A citricultura da Flórida, estado situado na região sudeste dos Estados Unidos, vive um período tumultuado. Problemas climáticos promoveram forte quebra na produção, deixando produtores sem perspectivas. A região responde por cerca de 35% da produção de suco de laranja no mundo.
  Um grupo de empresários brasileiros visitou, recentemente a região e constatou a preocupação dos produtores norte-americanos. No grupo de visitantes estavam diretores da empresa Paraná Citrus – fábrica de suco concentrado e congelado de laranja da Coopertativa Cocamar.
  Os estragos sofridos pelos pomares americanos após os furacões que varreram a Flórida nos últimos meses, devem promover uma queda na produção de mais de 122 milhões de caixas de laranja. Em 2005, especialista prevêm a produção de apenas 170 milhões de caixas da fruta.
  Os brasileiros ouviram dos mesmos especialistas que os pomares poderão demorar dez anos para recuperar-se e retomar o mesmo volume de produção do ano passado.
  Os furacões, no entanto, contribuíram para produzir um outro tipo de dano, não menos grave: a intensa proliferação do cancro cítrico, doença que ataca os
frutos, já presente em 90% dos
pomares da Flórida.

Futuro incerto   A intensa especulação imobiliária naquele estado norte-americano derrubou o preço das terras e limitou a expansão da citricultura. Um acre (4.000 m2) na região produtora de laranja não sai por menos de US$ 7 mil. Projetando essa cotação em reais, o fazendeiro teria que desembolsar mais de R$ 100 mil por um único alqueire, por exemplo, o que, segundo os especialistas, encareceria demais a atividade.

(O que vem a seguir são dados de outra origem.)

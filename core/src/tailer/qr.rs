//! QR-based shard/version recovery (spec §4.3 "QR decode pipeline").
//!
//! Grounded on `original_source/src/log_analyzer.py`'s
//! `process_new_screenshot`: crop the top-right corner, threshold against
//! the mean luminance of a central sample, darken anything below it, then
//! hand the result to a QR decoder.

use std::path::Path;

use image::{DynamicImage, GenericImageView, GrayImage, Luma};

use crate::constants::{QR_CROP_SIZE, QR_DARKEN_DELTA, QR_DECODE_RETRIES, QR_LUMINANCE_SAMPLE_SIZE};
use crate::error::QrError;

/// Decoded shard/version pair recovered from a screenshot's QR code.
#[derive(Debug, Clone, PartialEq, Eq)]
pub struct QrRecovery {
    pub shard: String,
    pub version: String,
}

/// Loads `path`, isolates the QR payload, decodes it and extracts
/// `(shard, version)` from a whitespace-separated token payload of at least
/// four tokens (`tokens[1]` shard, `tokens[3]` version).
///
/// Retries up to `QR_DECODE_RETRIES` on a transient I/O error (e.g. the
/// screenshot still being written by the game).
pub fn recover_shard_version(path: &Path) -> Result<QrRecovery, QrError> {
    let mut attempts = 0;
    loop {
        match try_recover(path) {
            Ok(result) => return Ok(result),
            Err(QrError::Io(source)) if attempts < QR_DECODE_RETRIES => {
                attempts += 1;
                tracing::debug!(?path, attempts, %source, "transient screenshot read failure, retrying");
                std::thread::sleep(std::time::Duration::from_millis(100 * attempts as u64));
            }
            Err(other) => return Err(other),
        }
    }
}

fn try_recover(path: &Path) -> Result<QrRecovery, QrError> {
    let image = image::open(path)?;
    let cropped = crop_top_right(&image);
    let prepared = threshold_and_darken(&cropped);
    decode_tokens(&prepared)
}

/// Crops the top-right `QR_CROP_SIZE x QR_CROP_SIZE` region, or returns the
/// image unchanged (resized to fit) if it is already that size or smaller.
fn crop_top_right(image: &DynamicImage) -> DynamicImage {
    let (width, height) = image.dimensions();
    if width <= QR_CROP_SIZE && height <= QR_CROP_SIZE {
        return image.clone();
    }
    let x = width.saturating_sub(QR_CROP_SIZE);
    let crop_w = QR_CROP_SIZE.min(width);
    let crop_h = QR_CROP_SIZE.min(height);
    image.crop_imm(x, 0, crop_w, crop_h)
}

/// Converts to grayscale, samples the central region's mean luminance and
/// darkens every pixel below that threshold by `QR_DARKEN_DELTA`.
fn threshold_and_darken(image: &DynamicImage) -> GrayImage {
    let mut gray = image.to_luma8();
    let (width, height) = gray.dimensions();

    let sample_w = QR_LUMINANCE_SAMPLE_SIZE.min(width);
    let sample_h = QR_LUMINANCE_SAMPLE_SIZE.min(height);
    let sx = (width.saturating_sub(sample_w)) / 2;
    let sy = (height.saturating_sub(sample_h)) / 2;

    let mut sum: u64 = 0;
    let mut count: u64 = 0;
    for y in sy..sy + sample_h {
        for x in sx..sx + sample_w {
            sum += gray.get_pixel(x, y).0[0] as u64;
            count += 1;
        }
    }
    let threshold = if count > 0 { (sum / count) as u8 } else { 128 };

    for pixel in gray.pixels_mut() {
        let v = pixel.0[0];
        if v < threshold {
            pixel.0[0] = v.saturating_sub(QR_DARKEN_DELTA);
        }
    }

    gray
}

fn decode_tokens(image: &GrayImage) -> Result<QrRecovery, QrError> {
    let luma: image::ImageBuffer<Luma<u8>, Vec<u8>> = image.clone();
    let mut prepared = rqrr::PreparedImage::prepare(luma);
    let grids = prepared.detect_grids();
    let grid = grids.first().ok_or(QrError::NotFound)?;
    let (_, content) = grid.decode().map_err(|_| QrError::NotFound)?;

    let tokens: Vec<String> = content.split_whitespace().map(str::to_string).collect();
    if tokens.len() < 4 {
        return Err(QrError::Malformed(tokens));
    }
    Ok(QrRecovery { shard: tokens[1].clone(), version: tokens[3].clone() })
}

#[cfg(test)]
mod tests {
    use super::*;
    use image::{ImageBuffer, Rgb};

    #[test]
    fn crop_top_right_leaves_small_images_untouched() {
        let small = DynamicImage::ImageRgb8(ImageBuffer::from_pixel(50, 50, Rgb([10, 10, 10])));
        let cropped = crop_top_right(&small);
        assert_eq!(cropped.dimensions(), (50, 50));
    }

    #[test]
    fn crop_top_right_takes_corner_of_larger_image() {
        let large = DynamicImage::ImageRgb8(ImageBuffer::from_pixel(400, 300, Rgb([10, 10, 10])));
        let cropped = crop_top_right(&large);
        assert_eq!(cropped.dimensions(), (QR_CROP_SIZE, QR_CROP_SIZE));
    }

    #[test]
    fn threshold_and_darken_lowers_subthreshold_pixels() {
        let image = DynamicImage::ImageLuma8(ImageBuffer::from_fn(60, 60, |x, y| {
            if x < 30 && y < 30 {
                Luma([50u8])
            } else {
                Luma([200u8])
            }
        }));
        let out = threshold_and_darken(&image);
        let dark_corner = out.get_pixel(5, 5).0[0];
        assert!(dark_corner < 50, "pixel below threshold should have been darkened further");
    }

    #[test]
    fn decode_tokens_requires_four_fields() {
        let blank = GrayImage::from_pixel(20, 20, Luma([255]));
        let err = decode_tokens(&blank).unwrap_err();
        assert!(matches!(err, QrError::NotFound));
    }
}
mod app;
mod cli;
mod logging;
mod shutdown;

use app::CoreApp;

#[tokio::main]
async fn main() {
    if let Err(e) = CoreApp::run().await {
        eprintln!("\nError: {e}\n");
        std::process::exit(1);
    }
}
impl Tailer {
    pub fn new(config: TailerConfig, patterns: PatternEngine, bus: MessageBus) -> Self {
        Self::with_deps(config, patterns, bus, TailerDeps::default())
    }

    pub fn with_deps(config: TailerConfig, patterns: PatternEngine, bus: MessageBus, deps: TailerDeps) -> Self {
        let state = TailerState::new(config.default_username.clone());
        Self { config, state, patterns, bus, deps }
    }

    /// Runs the tailer until `process_once` completes its single pass or the
    /// bus is stopped (continuous watch mode).
    pub async fn run(&mut self) -> Result<(), TailerError> {
        self.open_and_drain().await?;

        if self.config.process_once {
            return Ok(());
        }

        let (tx, mut rx) = mpsc::unbounded_channel::<WatchSignal>();
        let _log_watcher = self.spawn_log_watcher(tx.clone())?;
        let _screenshot_watcher = match &self.config.screenshot_dir {
            Some(dir) => Some(self.spawn_screenshot_watcher(dir.clone(), tx.clone())?),
            None => None,
        };

        while let Some(signal) = rx.recv().await {
            match signal {
                WatchSignal::LogChanged => self.open_and_drain().await?,
                WatchSignal::Screenshot(path) => self.handle_screenshot(&path).await,
            }
        }

        Ok(())
    }

    fn spawn_log_watcher(
        &self,
        tx: mpsc::UnboundedSender<WatchSignal>,
    ) -> Result<Debouncer<RecommendedWatcher, RecommendedCache>, TailerError> {
        let (std_tx, std_rx) = std::sync::mpsc::channel::<DebounceEventResult>();
        let mut debouncer = new_debouncer(Duration::from_millis(TAILER_DEBOUNCE_MS), None, std_tx)?;
        let watch_target = self.config.log_path.parent().unwrap_or_else(|| Path::new(".")).to_path_buf();
        debouncer.watch(&watch_target, RecursiveMode::NonRecursive)?;

        std::thread::spawn(move || {
            while let Ok(result) = std_rx.recv() {
                if result.is_ok() {
                    let _ = tx.send(WatchSignal::LogChanged);
                }
            }
        });

        Ok(debouncer)
    }

    fn spawn_screenshot_watcher(
        &self,
        dir: PathBuf,
        tx: mpsc::UnboundedSender<WatchSignal>,
    ) -> Result<Debouncer<RecommendedWatcher, RecommendedCache>, TailerError> {
        let (std_tx, std_rx) = std::sync::mpsc::channel::<DebounceEventResult>();
        let mut debouncer = new_debouncer(Duration::from_millis(TAILER_DEBOUNCE_MS), None, std_tx)?;
        debouncer.watch(&dir, RecursiveMode::NonRecursive)?;

        std::thread::spawn(move || {
            while let Ok(result) = std_rx.recv() {
                let Ok(events) = result else { continue };
                for event in events {
                    for path in event.paths {
                        let is_ignored = path
                            .file_name()
                            .and_then(|n| n.to_str())
                            .is_some_and(|n| n.starts_with(SCREENSHOT_IGNORE_PREFIX));
                        if !is_ignored {
                            let _ = tx.send(WatchSignal::Screenshot(path));
                        }
                    }
                }
            }
        });

        Ok(debouncer)
    }

    /// Opens the log file (retrying on a transient not-found), detects
    /// truncation, reads every line appended since `last_position` and
    /// dispatches each through the pattern engine.
    async fn open_and_drain(&mut self) -> Result<(), TailerError> {
        let path = self.config.log_path.clone();
        let process_all = self.config.process_all;
        let mut attempts_err = None;

        let file = retry_with_backoff_async(TAILER_RETRY_MAX_ATTEMPTS, TAILER_RETRY_BASE_DELAY_MS, || {
            let path = path.clone();
            async move { File::open(&path).map_err(TailerError::Io).map(|_| ()) }
        })
        .await;

        if let Err((err, _attempts)) = file {
            attempts_err = Some(err);
        }
        if let Some(err) = attempts_err {
            return Err(err);
        }

        let mut file = File::open(&path)?;
        let len = file.metadata()?.len();
        if len < self.state.last_position {
            tracing::info!(?path, "log file truncated, resetting tailer state");
            let events = self.state.reset(self.config.default_username.clone());
            self.apply_events(events).await;
            self.sync_bridge_context();
        }

        let start = if process_all { 0 } else { self.state.last_position };
        file.seek(SeekFrom::Start(start))?;
        let mut reader = BufReader::new(file);

        let mut line = String::new();
        loop {
            line.clear();
            let bytes = reader.read_line(&mut line)?;
            if bytes == 0 {
                break;
            }
            self.state.last_position += bytes as u64;
            let trimmed = line.trim_end_matches(['\r', '\n']);
            if !trimmed.is_empty() {
                self.process_line(trimmed).await;
            }
        }

        Ok(())
    }

    /// VIP detection always runs, independent of whichever dispatch path the
    /// line takes (spec §4.3 "VIP detection"); special state patterns are
    /// checked before the general pattern table, matching the original's
    /// ordering.
    async fn process_line(&mut self, line: &str) {
        if let Some(vip) = self.patterns.detect_vip(line) {
            let mut args = EventArgs::new();
            if let Some(name) = vip.get("vip") {
                args.args.push(serde_json::Value::String(name.to_string()));
            }
            let _ = self.bus.emit("vip_detected", args).await;
        }

        if let Some(caps) = context_establisher_regex().captures(line) {
            let mode = caps.name("mode").map(|m| m.as_str().to_string()).unwrap_or_default();
            let nickname = caps.name("nickname").map(|m| m.as_str().to_string());
            let events = self.state.enter_mode(mode, nickname);
            self.apply_events(events).await;
            self.sync_bridge_context();
            return;
        }

        if let Some(caps) = channel_disconnected_regex().captures(line) {
            let gamerules = caps.name("gamerules").map(|m| m.as_str()).unwrap_or_default();
            if let Some(events) = self.state.exit_mode(gamerules) {
                self.apply_events(events).await;
                self.sync_bridge_context();
            }
            return;
        }

        if let Some(caps) = reuse_channel_regex().captures(line) {
            let version = caps.name("version").map(|m| m.as_str().to_string()).unwrap_or_default();
            if let Some(events) = self.state.update_server_version(version) {
                self.apply_events(events).await;
                self.sync_bridge_context();
            }
            return;
        }

        if let Some(caps) = notify_service_regex().captures(line) {
            let mode = caps.name("mode").map(|m| m.as_str()).unwrap_or_default();
            let network = caps.name("network").map(|m| m.as_str()).unwrap_or_default();
            self.state.update_lobby_block(mode, network);
            self.sync_bridge_context();
            return;
        }

        if let Some(data) = self.patterns.match_line(line) {
            self.dispatch_generic(&data).await;
        }
    }

    /// Renders a general-pattern match into a bus [`Message`], gated by PTU
    /// and private-lobby-recording suppression, then fans the same match out
    /// to the Dispatch Pipeline, the realtime bridge, and profile
    /// enrichment depending on which pattern maps configure it (spec §4.3
    /// steps 4, 6-9).
    async fn dispatch_generic(&self, data: &MatchData) {
        if self.state.is_ptu() {
            tracing::debug!(pattern = %data.pattern_name, "suppressed: PTU build");
            return;
        }
        if self.state.block_private_lobby_recording {
            tracing::debug!(pattern = %data.pattern_name, "suppressed: private lobby recording blocked");
            return;
        }

        let content = match self.patterns.template_for(&data.pattern_name) {
            Some(template) => data.format(template),
            None => format!("{}: {}", data.pattern_name, data.player()),
        };

        let mut message = Message::builder(content.clone()).level(MessageLevel::Info).pattern_name(data.pattern_name.clone());
        for (key, value) in &data.fields {
            message = message.metadata_entry(key.clone(), serde_json::Value::String(value.clone()));
        }
        if let Some(mode) = &self.state.current_mode {
            message = message.metadata_entry("mode", mode.clone());
        }
        if let Some(shard) = &self.state.current_shard {
            message = message.metadata_entry("shard", shard.clone());
        }
        message = message.metadata_entry("username", self.state.username.clone());
        if let Some(version) = &self.state.current_version {
            message = message.metadata_entry("version", version.clone());
        }
        message = message.metadata_entry("script_version", SCRIPT_VERSION);
        message = message.metadata_entry("datetime", chrono::Utc::now().to_rfc3339());

        let _ = self.bus.publish(message.build()).await;

        if self.patterns.is_sheet_bound(&data.pattern_name) {
            if let Some(dispatch) = &self.deps.dispatch {
                let mut payload = serde_json::Map::new();
                for (key, value) in &data.fields {
                    payload.insert(key.clone(), serde_json::Value::String(value.clone()));
                }
                payload.insert("pattern".to_string(), serde_json::Value::String(data.pattern_name.clone()));
                payload.insert("content".to_string(), serde_json::Value::String(content.clone()));
                if let Err(err) = dispatch.enqueue(serde_json::Value::Object(payload), &data.pattern_name) {
                    tracing::warn!(pattern = %data.pattern_name, error = %err, "failed to enqueue dispatch item");
                }
            }
        }

        if self.patterns.is_realtime(&data.pattern_name) {
            if let Some(bridge) = &self.deps.bridge {
                let payload = serde_json::json!({
                    "pattern": data.pattern_name,
                    "content": content,
                    "fields": data.fields,
                });
                if let Err(err) = bridge.broadcast(payload).await {
                    tracing::warn!(pattern = %data.pattern_name, error = %err, "failed to broadcast realtime event");
                }
            }
        }

        if self.patterns.is_scraping(&data.pattern_name) {
            if let (Some(profiles), Some(scraper)) = (&self.deps.profiles, &self.deps.scraper) {
                let player = data.player().to_string();
                let profiles = profiles.clone();
                let scraper = scraper.clone();
                let requested_by = self.state.username.clone();
                tokio::spawn(async move {
                    if let Some(profile_data) = scraper.scrape(&player).await {
                        profiles.record_profile(&player, profile_data, ProfileOrigin::Automatic, &requested_by).await;
                    }
                });
            }
        }
    }

    /// Keeps the realtime bridge's gating/filter context in lockstep with
    /// the state machine, so outbound PTU/lobby-block suppression and
    /// inbound mode/shard filtering (bridge §4.5) see live values instead of
    /// `BridgeContext::default()` forever.
    fn sync_bridge_context(&self) {
        if let Some(bridge) = &self.deps.bridge {
            bridge.update_context(
                self.state.current_mode.clone(),
                self.state.current_shard.clone(),
                self.state.is_ptu(),
                self.state.block_private_lobby_recording,
            );
        }
    }

    async fn handle_screenshot(&mut self, path: &Path) {
        let path = path.to_path_buf();
        let recovery = tokio::task::spawn_blocking(move || qr::recover_shard_version(&path)).await;
        match recovery {
            Ok(Ok(recovery)) => {
                if let Some(events) = self.state.update_shard_version_from_qr(recovery.shard, recovery.version) {
                    self.apply_events(events).await;
                    self.sync_bridge_context();
                }
            }
            Ok(Err(err)) => tracing::debug!(%err, "QR recovery failed for screenshot"),
            Err(err) => tracing::warn!(%err, "QR recovery task panicked"),
        }
    }

    async fn apply_events(&self, events: Vec<StateEvent>) {
        for event in events {
            match event {
                StateEvent::ModeChange { new_mode, old_mode } => {
                    let mut args = EventArgs::new();
                    args.kwargs.insert("new_mode".into(), opt_string(new_mode));
                    args.kwargs.insert("old_mode".into(), opt_string(old_mode));
                    let _ = self.bus.emit("mode_change", args).await;
                }
                StateEvent::ShardVersionUpdate { shard, version, username, mode } => {
                    let mut args = EventArgs::new();
                    args.kwargs.insert("shard".into(), opt_string(shard));
                    args.kwargs.insert("version".into(), opt_string(version));
                    args.kwargs.insert("username".into(), serde_json::Value::String(username));
                    args.kwargs.insert("mode".into(), opt_string(mode));
                    let _ = self.bus.emit("shard_version_update", args).await;
                }
                StateEvent::UsernameChange { new_username, old_username } => {
                    let mut args = EventArgs::new();
                    args.kwargs.insert("new_username".into(), serde_json::Value::String(new_username));
                    args.kwargs.insert("old_username".into(), serde_json::Value::String(old_username));
                    let _ = self.bus.emit("username_change", args).await;
                }
                StateEvent::RealtimeDisconnect => {
                    let _ = self.bus.emit("realtime_disconnect", EventArgs::new()).await;
                }
            }
        }
    }
}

  Não bastasse, o citricultor enfrenta outro problema: a escassez de mão-de-obra para serviços como a colheita. O atual contingente de trabalhadores é formado principalmente por mexicanos que entram ilegalmente no país. E, segundo os empresários brasileiros, cobram caro
pelo trabalho.
  A saída, considerada bastante onerosa, é o investimento na mecanização da colheita. Hoje, pelo menos 40% dos pomares são colhidos com máquinas e essa operação, cada vez mais sofisticada, inclui até mesmo o uso de robôs.
  Um conjunto colhedor de laranja, que não sai por menos de US$ 1 milhão e leva sete anos para se pagar, derriça e recolhe os frutos de uma árvore em menos de dez segundos.